Segment Open

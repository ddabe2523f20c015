//! Domain errors - error types for the domain layer

use thiserror::Error;

use crate::value_objects::PathParseError;

/// Domain layer errors
#[derive(Debug, Error)]
pub enum DomainError {
    // =========================================================================
    // Not Found Errors
    // =========================================================================
    #[error("Post not found: {0}")]
    PostNotFound(String),

    // =========================================================================
    // Validation Errors
    // =========================================================================
    #[error("Validation error: {0}")]
    ValidationError(String),

    #[error("Invalid feed path: {0}")]
    InvalidPath(#[from] PathParseError),

    #[error("Post has neither text nor media")]
    EmptyPost,

    #[error("Content too long: max {max} characters")]
    ContentTooLong { max: usize },

    // =========================================================================
    // Media Errors
    // =========================================================================
    #[error("Unsupported file type: {0}")]
    UnsupportedMediaType(String),

    #[error("Could not read file: {0}")]
    FileReadFailure(String),

    #[error("Could not decode image: {0}")]
    ImageDecodeFailure(String),

    #[error("File too large: max {max_bytes} bytes")]
    MediaTooLarge { max_bytes: usize },

    // =========================================================================
    // Conflict Errors
    // =========================================================================
    #[error("Too many conflicting writes at {path} after {attempts} attempts")]
    MutationConflict { path: String, attempts: u32 },
}

impl DomainError {
    /// Get an error code string for notices and logs
    pub fn code(&self) -> &'static str {
        match self {
            // Not Found
            Self::PostNotFound(_) => "UNKNOWN_POST",

            // Validation
            Self::ValidationError(_) => "VALIDATION_ERROR",
            Self::InvalidPath(_) => "INVALID_PATH",
            Self::EmptyPost => "EMPTY_POST",
            Self::ContentTooLong { .. } => "CONTENT_TOO_LONG",

            // Media
            Self::UnsupportedMediaType(_) => "UNSUPPORTED_MEDIA_TYPE",
            Self::FileReadFailure(_) => "FILE_READ_FAILURE",
            Self::ImageDecodeFailure(_) => "IMAGE_DECODE_FAILURE",
            Self::MediaTooLarge { .. } => "MEDIA_TOO_LARGE",

            // Conflict
            Self::MutationConflict { .. } => "MUTATION_CONFLICT",
        }
    }

    /// Check if this is a "not found" error
    pub fn is_not_found(&self) -> bool {
        matches!(self, Self::PostNotFound(_))
    }

    /// Check if this is a validation error
    pub fn is_validation(&self) -> bool {
        matches!(
            self,
            Self::ValidationError(_)
                | Self::InvalidPath(_)
                | Self::EmptyPost
                | Self::ContentTooLong { .. }
        )
    }

    /// Check if this error only affects a single attachment
    pub fn is_media(&self) -> bool {
        matches!(
            self,
            Self::UnsupportedMediaType(_)
                | Self::FileReadFailure(_)
                | Self::ImageDecodeFailure(_)
                | Self::MediaTooLarge { .. }
        )
    }

    /// Check if this is a conflict error
    pub fn is_conflict(&self) -> bool {
        matches!(self, Self::MutationConflict { .. })
    }
}
//! In-memory implementation of FeedStore

use async_trait::async_trait;
use dashmap::DashMap;
use futures::stream::{self, StreamExt};
use parking_lot::RwLock;
use serde_json::{Map, Value};
use std::fmt;
use std::sync::atomic::{AtomicU64, Ordering};
use tokio::sync::watch;
use tracing::{debug, instrument, trace, warn};

use streettalk_core::traits::{
    FeedQuery, FeedSnapshot, FeedStore, Mutation, SnapshotStream, StoreResult,
};
use streettalk_core::{DomainError, FeedPath, PostKey, PushKeyGenerator};

use super::tree::{get_at, normalize, set_at};

/// Attempts made by `atomic_mutate` before giving up
pub const DEFAULT_MAX_MUTATION_ATTEMPTS: u32 = 25;

struct TreeState {
    root: Value,
    /// Bumped on every committed write
    version: u64,
}

struct Watcher {
    query: FeedQuery,
    sender: watch::Sender<Option<Value>>,
}

/// Realtime JSON tree kept in process memory
///
/// Subscriptions are `watch` channels: a slow subscriber skips intermediate
/// states but always ends up at the latest one.
pub struct InMemoryFeedStore {
    state: RwLock<TreeState>,
    keys: PushKeyGenerator,
    watchers: DashMap<u64, Watcher>,
    next_watcher_id: AtomicU64,
    max_attempts: u32,
}

impl InMemoryFeedStore {
    /// Create an empty store
    pub fn new() -> Self {
        Self::with_max_attempts(DEFAULT_MAX_MUTATION_ATTEMPTS)
    }

    /// Create an empty store with a custom `atomic_mutate` retry budget
    pub fn with_max_attempts(max_attempts: u32) -> Self {
        Self {
            state: RwLock::new(TreeState {
                root: Value::Object(Map::new()),
                version: 0,
            }),
            keys: PushKeyGenerator::new(),
            watchers: DashMap::new(),
            next_watcher_id: AtomicU64::new(0),
            max_attempts,
        }
    }

    /// Overwrite the node at `path` without conflict checks
    ///
    /// Intended for seeding and administrative writes; `None` deletes.
    pub fn set(&self, path: &FeedPath, value: Option<Value>) {
        let mut state = self.state.write();
        self.commit(&mut state, path, value);
    }

    /// Number of live subscriptions
    pub fn subscriber_count(&self) -> usize {
        self.watchers.retain(|_, watcher| !watcher.sender.is_closed());
        self.watchers.len()
    }

    /// Apply a write and notify overlapping subscriptions
    ///
    /// Runs under the write lock so subscribers observe writes in commit order.
    fn commit(&self, state: &mut TreeState, path: &FeedPath, value: Option<Value>) {
        set_at(&mut state.root, path, value);
        state.version += 1;

        let mut closed = Vec::new();
        for watcher in self.watchers.iter() {
            if !watcher.query.path.overlaps(path) {
                continue;
            }
            let snapshot = watcher
                .query
                .apply(get_at(&state.root, &watcher.query.path).cloned());
            if watcher.sender.send(snapshot).is_err() {
                closed.push(*watcher.key());
            }
        }

        for id in closed {
            self.watchers.remove(&id);
            trace!(watcher_id = id, "Closed subscription pruned");
        }
    }
}

impl Default for InMemoryFeedStore {
    fn default() -> Self {
        Self::new()
    }
}

impl fmt::Debug for InMemoryFeedStore {
    fn fmt(&self, f: &mut fmt::Formatter<'_>) -> fmt::Result {
        f.debug_struct("InMemoryFeedStore")
            .field("version", &self.state.read().version)
            .field("watchers", &self.watchers.len())
            .field("max_attempts", &self.max_attempts)
            .finish_non_exhaustive()
    }
}

#[async_trait]
impl FeedStore for InMemoryFeedStore {
    #[instrument(skip(self), fields(path = %path))]
    async fn get(&self, path: &FeedPath) -> StoreResult<Option<Value>> {
        Ok(get_at(&self.state.read().root, path).cloned())
    }

    #[instrument(skip(self), fields(path = %query.path))]
    async fn subscribe(&self, query: FeedQuery) -> StoreResult<SnapshotStream> {
        let receiver = {
            // Registering under the read lock means no write can slip in
            // between the initial snapshot and the first notification.
            let state = self.state.read();
            let initial = query.apply(get_at(&state.root, &query.path).cloned());
            let (sender, receiver) = watch::channel(initial);

            let id = self.next_watcher_id.fetch_add(1, Ordering::Relaxed);
            self.watchers.insert(
                id,
                Watcher {
                    query: query.clone(),
                    sender,
                },
            );
            debug!(watcher_id = id, "Subscription registered");
            receiver
        };

        let path = query.path;
        let snapshots = stream::unfold((receiver, true), move |(mut receiver, first)| {
            let path = path.clone();
            async move {
                if !first && receiver.changed().await.is_err() {
                    return None;
                }
                let value = receiver.borrow_and_update().clone();
                Some((FeedSnapshot::new(path, value), (receiver, false)))
            }
        });

        Ok(snapshots.boxed())
    }

    #[instrument(skip(self, record), fields(topic = %topic))]
    async fn append(&self, topic: &FeedPath, record: Value) -> StoreResult<PostKey> {
        let Some(record) = normalize(Some(record)) else {
            return Err(DomainError::ValidationError(
                "cannot append an empty record".to_string(),
            ));
        };

        let key = self.keys.generate();
        let path = topic.key(&key)?;

        let mut state = self.state.write();
        self.commit(&mut state, &path, Some(record));
        debug!(key = %key, "Record appended");

        Ok(key)
    }

    #[instrument(skip(self, mutation), fields(path = %path))]
    async fn atomic_mutate(
        &self,
        path: &FeedPath,
        mutation: &Mutation,
    ) -> StoreResult<Option<Value>> {
        for attempt in 1..=self.max_attempts {
            let (current, version) = {
                let state = self.state.read();
                (get_at(&state.root, path).cloned(), state.version)
            };

            let next = normalize(mutation(current));

            {
                let mut state = self.state.write();
                if state.version == version {
                    self.commit(&mut state, path, next.clone());
                    trace!(attempt, "Mutation committed");
                    return Ok(next);
                }
            }

            debug!(attempt, "Concurrent write detected, retrying mutation");
            tokio::task::yield_now().await;
        }

        warn!(attempts = self.max_attempts, "Mutation abandoned after repeated conflicts");
        Err(DomainError::MutationConflict {
            path: path.to_string(),
            attempts: self.max_attempts,
        })
    }
}
//! Rendered content - display-ready HTML derived from raw user text

use serde::{Deserialize, Serialize};

/// How much of the rendering pipeline ran over a piece of HTML
#[derive(Debug, Clone, Copy, PartialEq, Eq, Hash, Serialize, Deserialize, Default)]
#[serde(rename_all = "lowercase")]
pub enum TrustLevel {
    /// Every stage ran, including the HTML sanitizer
    Sanitized,
    /// Degraded output: escaped and rendered, but not sanitized
    #[default]
    Unsanitized,
}

impl TrustLevel {
    #[inline]
    pub fn is_sanitized(self) -> bool {
        matches!(self, Self::Sanitized)
    }
}

/// Raw text together with the HTML produced from it
///
/// The raw text is kept verbatim so the HTML can be recomputed when the
/// rendering rules change.
#[derive(Debug, Clone, PartialEq, Eq, Serialize, Deserialize)]
pub struct RenderedContent {
    pub raw_text: String,
    pub sanitized_html: String,
    pub trust: TrustLevel,
}

impl RenderedContent {
    pub fn new(raw_text: impl Into<String>, sanitized_html: String, trust: TrustLevel) -> Self {
        Self {
            raw_text: raw_text.into(),
            sanitized_html,
            trust,
        }
    }

    /// Check whether the HTML went through the sanitizer
    #[inline]
    pub fn is_sanitized(&self) -> bool {
        self.trust.is_sanitized()
    }
}
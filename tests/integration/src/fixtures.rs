//! Test fixtures and data generators
//!
//! Provides reusable test data for integration tests.

use std::sync::atomic::{AtomicU64, Ordering};

use streettalk_core::{Author, UserId};

/// Counter for unique test data
static COUNTER: AtomicU64 = AtomicU64::new(1);

/// Get a unique suffix for test data
pub fn unique_suffix() -> u64 {
    COUNTER.fetch_add(1, Ordering::SeqCst)
}

/// A small emoji dataset in the shape most public datasets use
pub const EMOJI_DATASET: &str = r#"[
    { "char": "🔥", "slug": "fire", "name": "fire" },
    { "char": "😀", "slug": "smile", "short_names": ["happy"] },
    { "emoji": "🎉", "short_name": "tada", "name": "party popper" },
    { "native": "👍", "name": "Thumbs Up", "short_names": ["+1", "thumbsup"] },
    { "char": "🔥", "slug": "fire" },
    { "slug": "no_glyph" },
    42
]"#;

/// Shortcodes the dataset above yields, in index order
pub const EMOJI_SHORTCODES: [&str; 7] = ["fire", "smile", "happy", "tada", "thumbs_up", "+1", "thumbsup"];

/// A fresh author with a unique id
pub fn author(name: &str) -> Author {
    Author::new(
        UserId::new(format!("U{}", unique_suffix())),
        name,
        format!("https://avatars.example.com/{name}.png"),
    )
}

/// Smallest byte string that sniffs as a PNG
pub fn png_bytes() -> Vec<u8> {
    b"\x89PNG\r\n\x1a\n\0\0\0\rIHDR\0\0\0\x01\0\0\0\x01".to_vec()
}
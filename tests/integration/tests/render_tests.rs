//! Rendering pipeline integration tests
//!
//! Run with: cargo test -p integration-tests --test render_tests

use std::sync::Arc;

use integration_tests::test_index;
use streettalk_content::{escape_html, is_safe_href, render_markdown, ContentRenderer};
use streettalk_core::TrustLevel;

fn ready_renderer() -> ContentRenderer {
    ContentRenderer::with_sanitizer(test_index().unwrap(), streettalk_content::Sanitizer::new())
}

#[test]
fn test_plain_text_round_trip() {
    let renderer = ready_renderer();
    for text in ["hello world", "just some words 123", "emoji 😀 inline"] {
        let rendered = renderer.render(text);
        assert_eq!(rendered.sanitized_html, format!("<p>{text}</p>\n"));
        assert_eq!(rendered.trust, TrustLevel::Sanitized);
    }
}

#[test]
fn test_bold_with_literal_tag() {
    assert_eq!(escape_html("**bold** <b>x</b>"), "**bold** &lt;b&gt;x&lt;/b&gt;");

    let rendered = ready_renderer().render("**bold** <b>x</b>");
    assert!(rendered.sanitized_html.contains("<strong>bold</strong>"));
    assert!(rendered.sanitized_html.contains("&lt;b&gt;x&lt;/b&gt;"));
    assert!(!rendered.sanitized_html.contains("<b>"));
}

#[test]
fn test_script_never_survives() {
    let renderer = ready_renderer();
    let degraded = ContentRenderer::new(test_index().unwrap());

    for text in [
        "<script>alert(1)</script>",
        "hi <script src=x></script> there",
        "`<script>`",
        "    <script>alert(1)</script>",
    ] {
        for rendered in [renderer.render(text), degraded.render(text)] {
            assert!(
                !rendered.sanitized_html.to_lowercase().contains("<script"),
                "{text} -> {}",
                rendered.sanitized_html
            );
        }
    }
}

#[test]
fn test_link_allowlist() {
    let renderer = ready_renderer();

    let unsafe_link = renderer.render("[click](javascript:alert(1))");
    assert!(!unsafe_link.sanitized_html.contains("<a"));
    assert!(unsafe_link.sanitized_html.contains("click"));

    let safe_link = renderer.render("[site](https://example.com)");
    assert!(safe_link.sanitized_html.contains(r#"href="https://example.com""#));
    assert!(safe_link.sanitized_html.contains(r#"target="_blank""#));

    assert!(!is_safe_href("javascript:alert(1)"));
    assert!(is_safe_href("https://example.com"));
}

#[test]
fn test_soft_break_becomes_line_break() {
    let html = render_markdown("line one\nline two");
    assert!(html.contains("<br />"));
    assert!(ready_renderer().render("line one\nline two").sanitized_html.contains("<br"));
}

#[test]
fn test_shortcodes_expand_before_markdown() {
    let rendered = ready_renderer().render("*so* :fire:");
    assert_eq!(rendered.sanitized_html, "<p><em>so</em> 🔥</p>\n");
}

#[tokio::test]
async fn test_degraded_until_sanitizer_ready() {
    let renderer = Arc::new(ContentRenderer::new(test_index().unwrap()));

    let before = renderer.render("hi");
    assert_eq!(before.trust, TrustLevel::Unsanitized);

    renderer.initialize_sanitizer().await.unwrap();
    assert!(renderer.is_sanitizer_ready());

    let after = renderer.render("hi");
    assert_eq!(after.trust, TrustLevel::Sanitized);
    assert_eq!(after.sanitized_html, before.sanitized_html);
}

Segment Closed

For this exercise, please output exactly the lines above starting at the line with "let mut closed = Vec::new();" and ending at the line with "can slip in", ends included.

-- Answer to the exercise --
        let mut closed = Vec::new();
        for watcher in self.watchers.iter() {
            if !watcher.query.path.overlaps(path) {
                continue;
            }
            let snapshot = watcher
                .query
                .apply(get_at(&state.root, &watcher.query.path).cloned());
            if watcher.sender.send(snapshot).is_err() {
                closed.push(*watcher.key());
            }
        }

        for id in closed {
            self.watchers.remove(&id);
            trace!(watcher_id = id, "Closed subscription pruned");
        }
    }
}

impl Default for InMemoryFeedStore {
    fn default() -> Self {
        Self::new()
    }
}

impl fmt::Debug for InMemoryFeedStore {
    fn fmt(&self, f: &mut fmt::Formatter<'_>) -> fmt::Result {
        f.debug_struct("InMemoryFeedStore")
            .field("version", &self.state.read().version)
            .field("watchers", &self.watchers.len())
            .field("max_attempts", &self.max_attempts)
            .finish_non_exhaustive()
    }
}

#[async_trait]
impl FeedStore for InMemoryFeedStore {
    #[instrument(skip(self), fields(path = %path))]
    async fn get(&self, path: &FeedPath) -> StoreResult<Option<Value>> {
        Ok(get_at(&self.state.read().root, path).cloned())
    }

    #[instrument(skip(self), fields(path = %query.path))]
    async fn subscribe(&self, query: FeedQuery) -> StoreResult<SnapshotStream> {
        let receiver = {
            // Registering under the read lock means no write can slip in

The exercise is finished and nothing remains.